Although the origins of trochlear dysplasia are
scarce and reported up to two centuries ago, its
future study seems very promising. Currently,
there is ample interest on the diagnosis and
treatment of trochlear dysplasia. There is also
observer agreement on the classification of
trochlear dysplasia [44, 45]. Its contribution to
future degenerative joint disease is another
reason for the introduction of various techniques
to surgically correct it [2, 49]. Trochleoplasty
procedures aremore andmorewidely performed
as a primary or revision option in selected
patients with recurrent patellar dislocation and
underlying trochlear dysplasia. The recognition
of the importance of trochlear dysplasia in the
aetiology of patellar dislocation is growing and
has been embraced by surgeons in Europe but
also, in the United States [2, 9, 10], in the U.K.

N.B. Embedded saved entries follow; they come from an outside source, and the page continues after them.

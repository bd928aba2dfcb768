//! Report generation configuration types

use std::path::PathBuf;

/// Prefix shared by every report file name.
pub const REPORT_FILE_PREFIX: &str = "Image_RGB_Report";

/// Output document format
#[derive(Debug, Clone, Copy, PartialEq, Eq)]
pub enum ReportFormat {
    /// Single-page PDF (default)
    Pdf,
    /// Plain UTF-8 text with a pipe-separated table
    Text,
}

impl ReportFormat {
    pub fn extension(self) -> &'static str {
        match self {
            ReportFormat::Pdf => "pdf",
            ReportFormat::Text => "txt",
        }
    }
}

/// PDF page size
#[derive(Debug, Clone, Copy, PartialEq, Eq)]
pub enum PageSize {
    /// 210 x 297 mm
    A4,
    /// 215.9 x 279.4 mm
    Letter,
}

impl PageSize {
    /// Width and height in millimetres.
    pub fn dimensions_mm(self) -> (f32, f32) {
        match self {
            PageSize::A4 => (210.0, 297.0),
            PageSize::Letter => (215.9, 279.4),
        }
    }
}

/// Configuration for capture analysis and report output
#[derive(Debug, Clone)]
pub struct ReportConfig {
    /// Document format to produce
    pub format: ReportFormat,
    /// Directory reports are written into; it must already exist
    pub output_dir: PathBuf,
    /// Whether to check decoded dimensions against `max_dimension`
    pub validate_dimensions: bool,
    /// Largest accepted width or height, in pixels
    pub max_dimension: Option<u32>,
    /// Page size for PDF output
    pub page_size: PageSize,
}

impl Default for ReportConfig {
    fn default() -> Self {
        Self {
            format: ReportFormat::Pdf,
            output_dir: PathBuf::from("reports"),
            validate_dimensions: true,
            max_dimension: Some(50_000),
            page_size: PageSize::A4,
        }
    }
}

impl ReportConfig {
    pub fn builder() -> ReportConfigBuilder {
        ReportConfigBuilder::default()
    }

    /// `Image_RGB_Report_<label>.<ext>` for the configured format.
    pub fn file_name(&self, label: &str) -> String {
        format!(
            "{}_{}.{}",
            REPORT_FILE_PREFIX,
            label,
            self.format.extension()
        )
    }
}

/// Builder for ReportConfig
#[derive(Default)]
pub struct ReportConfigBuilder {
    format: Option<ReportFormat>,
    output_dir: Option<PathBuf>,
    validate_dimensions: Option<bool>,
    max_dimension: Option<Option<u32>>,
    page_size: Option<PageSize>,
}

impl ReportConfigBuilder {
    pub fn format(mut self, format: ReportFormat) -> Self {
        self.format = Some(format);
        self
    }

    pub fn output_dir(mut self, dir: impl Into<PathBuf>) -> Self {
        self.output_dir = Some(dir.into());
        self
    }

    pub fn validate_dimensions(mut self, validate: bool) -> Self {
        self.validate_dimensions = Some(validate);
        self
    }

    pub fn max_dimension(mut self, max: Option<u32>) -> Self {
        self.max_dimension = Some(max);
        self
    }

    pub fn page_size(mut self, page_size: PageSize) -> Self {
        self.page_size = Some(page_size);
        self
    }

    pub fn build(self) -> ReportConfig {
        let default = ReportConfig::default();
        ReportConfig {
            format: self.format.unwrap_or(default.format),
            output_dir: self.output_dir.unwrap_or(default.output_dir),
            validate_dimensions: self.validate_dimensions.unwrap_or(default.validate_dimensions),
            max_dimension: self.max_dimension.unwrap_or(default.max_dimension),
            page_size: self.page_size.unwrap_or(default.page_size),
        }
    }
}
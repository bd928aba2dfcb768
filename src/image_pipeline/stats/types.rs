//! Channel statistics types

use std::fmt;

/// One of the three colour channels, in report order.
#[derive(Debug, Clone, Copy, PartialEq, Eq, Hash)]
pub enum Channel {
    Red,
    Green,
    Blue,
}

impl Channel {
    pub const ALL: [Channel; 3] = [Channel::Red, Channel::Green, Channel::Blue];

    pub fn name(self) -> &'static str {
        match self {
            Channel::Red => "Red",
            Channel::Green => "Green",
            Channel::Blue => "Blue",
        }
    }
}

/// Per-channel mean intensity of one image, truncated toward zero
#[derive(Debug, Clone, Copy, PartialEq, Eq, Hash)]
pub struct ChannelAverages {
    pub red: u8,
    pub green: u8,
    pub blue: u8,
}

impl ChannelAverages {
    pub fn new(red: u8, green: u8, blue: u8) -> Self {
        Self { red, green, blue }
    }

    pub fn get(&self, channel: Channel) -> u8 {
        match channel {
            Channel::Red => self.red,
            Channel::Green => self.green,
            Channel::Blue => self.blue,
        }
    }

    pub fn total(&self) -> u32 {
        u32::from(self.red) + u32::from(self.green) + u32::from(self.blue)
    }
}

impl fmt::Display for ChannelAverages {
    fn fmt(&self, f: &mut fmt::Formatter<'_>) -> fmt::Result {
        write!(f, "R: {}, G: {}, B: {}", self.red, self.green, self.blue)
    }
}
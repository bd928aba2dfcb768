pub use tracing::{debug, error, info, warn, trace, instrument};
use tracing_subscriber::prelude::*;
use tracing_subscriber::util::TryInitError;
use tracing_subscriber::{EnvFilter, fmt::{self, format::FmtSpan}};

const DEFAULT_FILTER: &str = "info";

/// Installs the global subscriber. Panics if one is already set.
pub fn init() {
    if let Err(e) = try_init() {
        panic!("failed to install tracing subscriber: {e}");
    }
}

/// Like [`init`], but reports an already installed subscriber as an error.
pub fn try_init() -> Result<(), TryInitError> {
    let env_filter = EnvFilter::try_from_default_env()
        .unwrap_or_else(|_| EnvFilter::new(DEFAULT_FILTER));

    // Span timings for decode/collect/render/persist only matter when debugging.
    let span_events = if env_filter.to_string().contains("debug") {
        FmtSpan::CLOSE
    } else {
        FmtSpan::NONE
    };

    let fmt_layer = fmt::layer()
        .with_target(false)
        .with_thread_names(true)
        .with_timer(fmt::time::uptime())
        .with_span_events(span_events);

    tracing_subscriber::registry()
        .with(env_filter)
        .with(fmt_layer)
        .try_init()
}
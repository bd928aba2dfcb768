//! Capture reader implementation using the image library.
//!
//! Decodes whatever container the camera produced (JPEG in practice, but PNG,
//! TIFF, WebP etc. work the same way) into 8-bit RGB samples.

use tracing::debug;

use crate::image_pipeline::capture::reader::CaptureReader;
use crate::image_pipeline::capture::types::DecodedImage;
use crate::image_pipeline::common::error::{ReportError, Result};

/// Capture reader backed by `image::load_from_memory`.
pub struct ImageCrateReader;

impl CaptureReader for ImageCrateReader {
    /// Decodes captured image bytes into RGB.
    ///
    /// Any colour type is converted to 8-bit RGB; an alpha channel is
    /// discarded without premultiplying. Empty input is treated as an absent
    /// capture.
    ///
    /// # Errors
    ///
    /// * `ReportError::DecodeFailure` - the bytes are empty or not a decodable image
    fn read_capture(&self, data: &[u8]) -> Result<DecodedImage> {
        if data.is_empty() {
            return Err(ReportError::DecodeFailure("no image data".to_string()));
        }

        debug!("Decoding captured image, {} bytes", data.len());

        let decoded = image::load_from_memory(data)
            .map_err(|e| ReportError::DecodeFailure(e.to_string()))?;

        debug!(
            "Decoded image: {}x{} ({:?})",
            decoded.width(),
            decoded.height(),
            decoded.color()
        );

        Ok(DecodedImage::from(decoded.to_rgb8()))
    }
}
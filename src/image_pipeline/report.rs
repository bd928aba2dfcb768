//! Report generation module
//!
//! Turns channel averages into a titled, tabular document (PDF or text) and
//! stores it durably.

mod writer;
mod standard_report_writer;
mod pdf;
mod text;
pub mod document;
pub mod storage;
pub mod types;

pub use writer::ReportWriter;
pub use standard_report_writer::StandardReportWriter;
pub use document::{ChannelRow, IntensityLevel, RgbReport, REPORT_TITLE, TABLE_HEADER};
pub use storage::persist_report;
pub use types::{PageSize, ReportConfig, ReportConfigBuilder, ReportFormat, REPORT_FILE_PREFIX};
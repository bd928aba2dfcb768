//! Durable, all-or-nothing report storage.
//!
//! A finished document is written to a temporary file next to its target and
//! renamed into place, so a failed write never leaves a partial report under
//! the report's name.

use std::io::Write;
use std::path::{Path, PathBuf};

use tempfile::NamedTempFile;
use tracing::debug;

use crate::image_pipeline::common::error::{ReportError, Result};

/// Stores `contents` as `dir/file_name`, replacing any previous file of that name.
pub fn persist_report(dir: &Path, file_name: &str, contents: &[u8]) -> Result<PathBuf> {
    let target = dir.join(file_name);
    let write_failure =
        |e: std::io::Error| ReportError::WriteFailure(format!("{}: {}", target.display(), e));

    let mut staged = NamedTempFile::new_in(dir).map_err(write_failure)?;
    staged.write_all(contents).map_err(write_failure)?;
    staged.as_file().sync_all().map_err(write_failure)?;
    debug!("Staged {} bytes at {}", contents.len(), staged.path().display());

    staged.persist(&target).map_err(|e| write_failure(e.error))?;
    Ok(target)
}

#[cfg(test)]
mod tests {
    use super::*;

    #[test]
    fn writes_and_replaces() {
        let dir = tempfile::tempdir().unwrap();

        let first = persist_report(dir.path(), "report.txt", b"first").unwrap();
        let second = persist_report(dir.path(), "report.txt", b"second").unwrap();

        assert_eq!(first, second);
        assert_eq!(std::fs::read(&second).unwrap(), b"second");
        assert_eq!(std::fs::read_dir(dir.path()).unwrap().count(), 1);
    }

    #[test]
    fn missing_directory_is_write_failure() {
        let dir = tempfile::tempdir().unwrap();
        let missing = dir.path().join("not-there");

        let result = persist_report(&missing, "report.txt", b"data");

        assert!(matches!(result, Err(ReportError::WriteFailure(_))));
        assert!(!missing.exists());
    }
}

[1, 24] and in Japan [50, 51]. There are
convincing data that there is a subgroup of
patients with recurrent patellar dislocation and
underlying high-grade trochlear dysplasia, in
which the
“benign neglect”
of the latter and the
application of traditional surgery is ill-fated [9,
35-37, 52, 53]. The sound biomechanical
evidence from the surgical treatment of
trochlear dysplasia [14] and the satisfactory
clinical results published by Von Knoch [35],
Verdonk [54], Donell [24], Blønd [38] and
Schöttle [55], Goutallier [36], Fucentese [56],
Thaunat [52], Beaufils [37], Dejour [57] and
others, confirm that trochlear dysplasia is a
distinctive pathology in the aetiology of patellar
dislocation, which must not be ignored or
under-diagnosed, and that its treatment should
be in the armamentarium of knee surgeons.
Fig. 11: The sulcus-deepening trochleoplasty removes cancellous bone and deepens the groove, decreases
the sulcus angle and performs a ‘proximal’ re-alignement procedure by lateralizing the trochlear groove.